Oltre alla medicina e alle moto, la cosa che Matt conosceva meglio al mondo era il carbone. Aveva appreso nozioni sul carbone sulle ginocchia del padre e in seguito su Internet e nelle biblioteche. Sapeva che la Belinda Coal Coke Company e, invero, tutta la città, dovevano la loro esistenza a un enorme deposito di carbone semibituminoso scoperto nel 1901 nelle profondità delle alte colline a ovest della città. Il carbone semibituminoso, chiamato anche carbone che non fa fumo, era stato trovato in sole tre località dello stato. Quel tipo di carbone era relativamente privo di impurità, il che lo rendeva ideale per generare energia e produrre coke.

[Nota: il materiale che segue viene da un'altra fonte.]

use async_trait::async_trait;
use sqlx::{types::Json, PgPool};
use std::time::{Duration, Instant};

use super::{BlogPostStore, StoreError};
use crate::db::models::{BlogPost, BlogPostRow};

/// PostgreSQL-backed store over the `blog_posts` table.
#[derive(Debug, Clone)]
pub struct PgBlogPostStore {
    pool: PgPool,
}

impl PgBlogPostStore {
    pub fn new(pool: PgPool) -> Self {
        Self { pool }
    }
}

#[async_trait]
impl BlogPostStore for PgBlogPostStore {
    async fn find_all(&self) -> Result<Vec<BlogPost>, StoreError> {
        let rows = sqlx::query_as::<_, BlogPostRow>(
            "SELECT id, title, content, tags FROM blog_posts ORDER BY id",
        )
        .fetch_all(&self.pool)
        .await?;

        Ok(rows.into_iter().map(BlogPost::from).collect())
    }

    async fn find(&self, id: i64) -> Result<Option<BlogPost>, StoreError> {
        let row = sqlx::query_as::<_, BlogPostRow>(
            "SELECT id, title, content, tags FROM blog_posts WHERE id = $1",
        )
        .bind(id)
        .fetch_optional(&self.pool)
        .await?;

        Ok(row.map(BlogPost::from))
    }

    async fn assign_id(&self) -> Result<i64, StoreError> {
        let (id,): (i64,) =
            sqlx::query_as("SELECT nextval(pg_get_serial_sequence('blog_posts', 'id'))")
                .fetch_one(&self.pool)
                .await?;
        Ok(id)
    }

    async fn persist(&self, post: &mut BlogPost) -> Result<(), StoreError> {
        let id = match post.id {
            Some(id) => id,
            None => self.assign_id().await?,
        };

        sqlx::query(
            r#"
            INSERT INTO blog_posts (id, title, content, tags)
            VALUES ($1, $2, $3, $4)
            ON CONFLICT (id) DO UPDATE
            SET title = EXCLUDED.title, content = EXCLUDED.content, tags = EXCLUDED.tags
            "#,
        )
        .bind(id)
        .bind(&post.title)
        .bind(&post.content)
        .bind(post.tags.clone().map(Json))
        .execute(&self.pool)
        .await?;

        // Only stamp the id once the row exists.
        post.id = Some(id);
        Ok(())
    }

    async fn remove(&self, post: &BlogPost) -> Result<bool, StoreError> {
        let id = post.id.ok_or(StoreError::MissingId)?;
        let result = sqlx::query("DELETE FROM blog_posts WHERE id = $1")
            .bind(id)
            .execute(&self.pool)
            .await?;

        Ok(result.rows_affected() > 0)
    }

    async fn ping(&self) -> Result<Duration, StoreError> {
        let start = Instant::now();
        sqlx::query("SELECT 1").fetch_one(&self.pool).await?;
        Ok(start.elapsed())
    }

    fn backend(&self) -> &'static str {
        "postgres"
    }
}
//! Blog post persistence. Handlers only ever see [`BlogPostStore`];
//! [`InMemoryStore`] and [`PgBlogPostStore`] provide the storage.

mod memory;
mod postgres;

pub use memory::InMemoryStore;
pub use postgres::PgBlogPostStore;

use async_trait::async_trait;
use std::time::Duration;

use crate::db::models::BlogPost;

/// Errors from the persistence layer.
#[derive(Debug, thiserror::Error)]
pub enum StoreError {
    #[error("database error: {0}")]
    Database(#[from] sqlx::Error),
    #[error("post has no id, it was never persisted")]
    MissingId,
}

/// Repository over blog posts. Each call is atomic on its own; nothing
/// spans calls.
#[async_trait]
pub trait BlogPostStore: Send + Sync {
    /// All posts, ascending by id.
    async fn find_all(&self) -> Result<Vec<BlogPost>, StoreError>;

    async fn find(&self, id: i64) -> Result<Option<BlogPost>, StoreError>;

    /// Reserve a fresh id. Ids are never handed out twice.
    async fn assign_id(&self) -> Result<i64, StoreError>;

    /// Write the post, replacing any record with the same id. A post
    /// without an id gets one from [`BlogPostStore::assign_id`] first.
    async fn persist(&self, post: &mut BlogPost) -> Result<(), StoreError>;

    /// Returns `true` if a record was removed.
    async fn remove(&self, post: &BlogPost) -> Result<bool, StoreError>;

    /// Round-trip to the backend, used by health checks.
    async fn ping(&self) -> Result<Duration, StoreError>;

    fn backend(&self) -> &'static str;
}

I fondatori della BC C avevano avuto la lungimiranza di costruire impianti chimici e di cokificazione vicino alla miniera, come pure un raccordo ferroviario per inviare i loro prodotti ovunque dovessero andare.
L’intero complesso della BC C era situato su un ampio e polveroso altopiano ed era completamente circondato da parecchi chilometri di recinto alto tre metri, in buona parte sormontato da filo di ferro spinato. Matt era stato alla miniera una sola volta dopo la morte del padre, una visita guidata fatta con Ginny, poco prima di iniziare a lavorare al pronto soccorso.
Oggi era un ospite atteso. La guardia in divisa al cancello dei visitatori lo salutò chiamandolo per nome prima che lui potesse presentarsi e lo indirizzò al quartier generale, un edificio di due piani in legno di cedro e vetro. L’assistente di Blaine LeBlanc, Cannella Cassetta, lo stava aspettando nell’atrio coperto di moquette. Lei stessa ex minatrice, era una donna dai lineamenti duri ma attraenti che aveva sposato uno dei dirigenti della società. Nel corso degli anni, lei e Matt si erano incontrati in alcune occasioni ed erano andati piuttosto d’accordo.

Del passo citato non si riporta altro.